Iwan Tirta launches first casualwear line

By Dini S. Djalal

JAKARTA (JP): Indonesia's most famous luxury designer is going
mainstream. Iwan Tirta, whose couture batiks are worn by royalty
and heads of state worldwide, is launching his first casualwear
line called Tirta.

To be sold at department stores across Indonesia and
eventually overseas, as well as in the first Tirta boutique at
Mal Taman Anggrek, West Jakarta, the Tirta line is primarily play
clothes for men. Jeans, t-shirts, polo shirts, shorts, and casual
shirts comprise the bulk of the collection, most of which are
accentuated with vaguely batik motifs. The collection was
unveiled at a fashion show earlier this week at the Fashion Cafe.

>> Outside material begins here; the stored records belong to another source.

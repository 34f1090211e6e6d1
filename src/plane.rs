//! Infinite splitting plane: point classification and polygon splitting.

use crate::float_types::{EPSILON, Real};
use crate::polygon::Polygon;
use crate::vertex::Vertex;
use nalgebra::{Point3, Vector3};

// Classification constants, OR-able into a polygon-level class.
pub const COPLANAR: i8 = 0;
pub const FRONT: i8 = 1;
pub const BACK: i8 = 2;
pub const SPANNING: i8 = 3;

/// A plane in the form `normal · p == offset`.
///
/// `normal` is deliberately **not** normalized: it is the raw cross product of
/// two polygon edges, so its magnitude grows with triangle size. Classification
/// compares the raw signed distance `normal · p - offset` against [`EPSILON`],
/// which means the effective geometric tolerance shrinks for large triangles
/// and far-from-origin coordinates. Normalizing here would change the numeric
/// behavior of every split, so the non-unit form is kept as-is.
#[derive(Debug, Clone, PartialEq)]
pub struct Plane {
    pub normal: Vector3<Real>,
    /// `normal · p` for any point `p` on the plane.
    pub offset: Real,
}

impl Plane {
    /// Plane through three points, right-handed: `normal = (b-a) × (c-a)`.
    ///
    /// Collinear or coincident points produce a zero normal; the result is
    /// then invalid and every consumer treats it as a pass-through.
    pub fn from_points(a: &Point3<Real>, b: &Point3<Real>, c: &Point3<Real>) -> Self {
        let normal = (b - a).cross(&(c - a));
        let offset = normal.dot(&a.coords);
        Plane { normal, offset }
    }

    pub const fn from_normal(normal: Vector3<Real>, offset: Real) -> Self {
        Plane { normal, offset }
    }

    /// A plane is usable as a splitter iff its normal has nonzero length.
    pub fn is_valid(&self) -> bool {
        self.normal.norm_squared() > 0.0
    }

    /// Swap the front/back sense of the plane.
    pub fn flip(&mut self) {
        self.normal = -self.normal;
        self.offset = -self.offset;
    }

    /// Return a flipped copy of this plane.
    pub fn flipped(&self) -> Self {
        Plane {
            normal: -self.normal,
            offset: -self.offset,
        }
    }

    /// Classify a point as [`FRONT`], [`BACK`] or [`COPLANAR`].
    pub fn orient_point(&self, point: &Point3<Real>) -> i8 {
        let t = self.normal.dot(&point.coords) - self.offset;
        if t < -EPSILON {
            BACK
        } else if t > EPSILON {
            FRONT
        } else {
            COPLANAR
        }
    }

    /// Split `polygon` by this plane if needed.
    ///
    /// Returns four buckets: `(coplanar_front, coplanar_back, front, back)`.
    /// Coplanar polygons land in `coplanar_front` when their own plane faces
    /// the same way as this one (`normal · polygon_normal > 0`), otherwise in
    /// `coplanar_back`; callers route those buckets as their operation
    /// requires. Spanning polygons are cut along the plane: the walk visits
    /// edges in vertex order so both fragments keep the original winding, and
    /// each crossing edge contributes one interpolated vertex to *both*
    /// fragments. Fragments left with fewer than 3 vertices are degenerate
    /// slivers and are dropped silently.
    pub fn split_polygon<S: Clone + Send + Sync>(
        &self,
        polygon: &Polygon<S>,
    ) -> (
        Vec<Polygon<S>>,
        Vec<Polygon<S>>,
        Vec<Polygon<S>>,
        Vec<Polygon<S>>,
    ) {
        let mut coplanar_front = Vec::new();
        let mut coplanar_back = Vec::new();
        let mut front = Vec::new();
        let mut back = Vec::new();

        // Classify each vertex, OR the per-vertex classes into the polygon class.
        let mut types = Vec::with_capacity(polygon.vertices.len());
        let mut polygon_type: i8 = COPLANAR;
        for vertex in &polygon.vertices {
            let vertex_type = self.orient_point(&vertex.pos);
            polygon_type |= vertex_type;
            types.push(vertex_type);
        }

        match polygon_type {
            COPLANAR => {
                if self.normal.dot(&polygon.plane.normal) > 0.0 {
                    coplanar_front.push(polygon.clone());
                } else {
                    coplanar_back.push(polygon.clone());
                }
            },
            FRONT => front.push(polygon.clone()),
            BACK => back.push(polygon.clone()),
            _ => {
                let mut split_front = Vec::<Vertex>::new();
                let mut split_back = Vec::<Vertex>::new();

                for i in 0..polygon.vertices.len() {
                    let j = (i + 1) % polygon.vertices.len();
                    let type_i = types[i];
                    let type_j = types[j];
                    let vertex_i = &polygon.vertices[i];
                    let vertex_j = &polygon.vertices[j];

                    if type_i != BACK {
                        split_front.push(*vertex_i);
                    }
                    if type_i != FRONT {
                        split_back.push(*vertex_i);
                    }

                    // Edge crosses the plane: interpolate the crossing vertex
                    // and hand it to both fragments.
                    if (type_i | type_j) == SPANNING {
                        let denom = self.normal.dot(&(vertex_j.pos - vertex_i.pos));
                        if denom.abs() > EPSILON {
                            let t = (self.offset - self.normal.dot(&vertex_i.pos.coords))
                                / denom;
                            let vertex_new = vertex_i.interpolate(vertex_j, t);
                            split_front.push(vertex_new);
                            split_back.push(vertex_new);
                        }
                    }
                }

                if split_front.len() >= 3 {
                    front.push(Polygon::new(split_front, polygon.metadata.clone()));
                }
                if split_back.len() >= 3 {
                    back.push(Polygon::new(split_back, polygon.metadata.clone()));
                }
            },
        }

        (coplanar_front, coplanar_back, front, back)
    }
}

It's a bold and surprising move on the part of both Iwan Tirta
and his backer and production partner, garment manufacturing
giant Great River International (GRI). GRI says the deal was made
to promote products "Made in Indonesia" both in Indonesia and
overseas, as well as to support Indonesia's fashion industry.

The campaign will focus on the domestic market in the first
year. But in two years GRI is confident that the combination of
quality clothes with lower production costs will make the
products more competitive than similar brands. Its first year
sales target is US$1.4 million, and $9 million in five years.

As in any business venture, however, optimistic targets do not
come without costs. Tirta is likely to sell well alongside other
local casualwear brands such as Country Fiesta, but it may have
an adverse affect on Iwan Tirta's batik collections. Pierre
Cardin initially catered to the mass market and elite clients,
but eventually became known more for his bed linen than his
couture.

Greater prosperity, and the snobbery that accompanies it, may
pose a problem. The nouveaux riches often buy products for their
exclusivity, and disdain anything considered "common". The
wealthy may avoid association with a name worn by the not-so-
wealthy.

But ultimately what counts is the product. Yet unlike the
ubiquitous The Gap, which does brisk business with all economic
groups because it produces generic but essential clothes, the
bland Tirta collection does not have similar appeal and does
little to raise Iwan Tirta's batikking reputation. Tirta's batik
expertise may be dimmed by the exposure of Tirta khakis. This
may be good news to GRI, which will no doubt sell a lot of jeans,
but not so great for Iwan Tirta's batik studios.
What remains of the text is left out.